Habits and Behaviors - Compulsive behaviors

Compulsions are habitual behaviors or mental acts an individual is driven to perform in order to reduce stress and anxiety. Individuals can fall victim to compulsive behaviors that make them feel a craving similar to that of drug addicts and alcoholics. Just like addiction to drugs and alcohol, this kind of compulsion can affect anyone. Psychological vulnerability, cultural and social factors, and contact with others engaging in compulsive behaviors all play a role in whether an individual will become addicted to a certain activity.
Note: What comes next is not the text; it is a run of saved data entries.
use std::fmt::Write;

use qapp_core::{ActivePane, AppViewModel, FrameView, JobRowView, Placeholder, TabView};

const RULE: &str = "----------------------------------------------------------------";

/// Renders the whole panel as text. The output always ends with a newline.
pub fn render(view: &AppViewModel) -> String {
    let mut out = String::new();

    let _ = writeln!(out, "{RULE}");
    let _ = writeln!(out, "Archive Q-app | {}", view.identity_label);
    let _ = writeln!(out, "{}", tab_strip(view));
    let _ = writeln!(out, "{RULE}");

    match view.active {
        ActivePane::Controls => render_controls(&mut out, view),
        ActivePane::Tab(tab_id) => match view.tabs.iter().find(|tab| tab.tab_id == tab_id) {
            Some(tab) => render_tab(&mut out, tab),
            None => render_controls(&mut out, view),
        },
    }

    out
}

fn tab_strip(view: &AppViewModel) -> String {
    let mut strip = String::new();
    let controls_marker = if view.active == ActivePane::Controls { "*" } else { "" };
    let _ = write!(strip, "[{controls_marker}controls]");
    for tab in &view.tabs {
        let marker = if tab.active { "*" } else { "" };
        let _ = write!(strip, " [{marker}{}: {}]", tab.tab_id, tab.caption);
    }
    strip
}

fn render_controls(out: &mut String, view: &AppViewModel) {
    if let Some(alert) = &view.alert {
        let _ = writeln!(out, "!! {alert} (type `dismiss`)");
    }

    let _ = writeln!(
        out,
        "New job: url={:?} depth={} assets={}",
        view.form.url,
        view.form.depth,
        if view.form.assets { "on" } else { "off" }
    );

    let polling = if view.polling.suspended {
        "paused"
    } else if view.polling.in_flight {
        "refreshing"
    } else {
        "idle"
    };
    match &view.polling.status {
        Some(status) => {
            let _ = writeln!(out, "Jobs ({polling}): {status}");
        }
        None => {
            let _ = writeln!(out, "Jobs ({polling}): {}", view.jobs.len());
        }
    }

    if view.jobs.is_empty() {
        let _ = writeln!(out, "  (no jobs)");
    }
    for row in &view.jobs {
        render_job(out, row);
    }

    if !view.log_text.is_empty() {
        let _ = writeln!(out, "Log:");
        for line in view.log_text.lines() {
            let _ = writeln!(out, "  {line}");
        }
    }

    if !view.theme.is_empty() {
        let _ = writeln!(out, "Theme: {} variables", view.theme.len());
    }
}

fn render_job(out: &mut String, row: &JobRowView) {
    let marker = if row.detail.expanded { "v" } else { ">" };
    let _ = writeln!(
        out,
        "  {marker} {:<34} {:<10} {}",
        row.summary.job_id, row.summary.status, row.summary.domain
    );
    if !row.detail.expanded {
        return;
    }
    let detail = &row.detail;
    let _ = writeln!(out, "      domain:   {}", detail.domain);
    let _ = writeln!(out, "      url:      {}", detail.url);
    let _ = writeln!(out, "      url hash: {}", detail.url_hash);
    let _ = writeln!(out, "      status:   {}", detail.status);
    let _ = writeln!(out, "      message:  {}", detail.message);
    let _ = writeln!(
        out,
        "      (logs {id} | archive {id})",
        id = detail.job_id
    );
}

fn render_tab(out: &mut String, tab: &TabView) {
    let _ = writeln!(out, "{}", tab.caption);
    let _ = writeln!(out, "  url:       {}", tab.url);
    let _ = writeln!(out, "  path:      {}", tab.path);
    let _ = writeln!(out, "  created:   {}", tab.created_at);
    if let Some(refreshed) = &tab.refreshed_at {
        let _ = writeln!(out, "  refreshed: {refreshed}");
    }
    let frame = match &tab.frame {
        FrameView::Blank => "blank".to_string(),
        FrameView::Loading => "loading...".to_string(),
        FrameView::Resource { url, source } => format!("showing {url} ({})", source.label()),
        FrameView::Placeholder { placeholder, .. } => match placeholder {
            Placeholder::NotFound => "no archived snapshot was found".to_string(),
            Placeholder::Error => "error loading archive content".to_string(),
        },
    };
    let _ = writeln!(out, "  frame:     {frame}");
    let _ = writeln!(
        out,
        "  (refresh {id} | popout {id} | close {id} | controls)",
        id = tab.tab_id
    );
}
Slot machines are a popular (and often addicting) form of gambling for adults. (Photograph by Robert J. Huffman. Field Mark Publications. Reproduced by permission.)
Slot machines are a popular (and often addicting) form of gambling for adults. (Photograph by
Robert J. Huffman. Field Mark Publications
. Reproduced by permission.)

It is important to note that any of the following activities or behaviors in moderation is fine. It is when normal activity begins to affect a person's quality of life that it may be turning compulsive.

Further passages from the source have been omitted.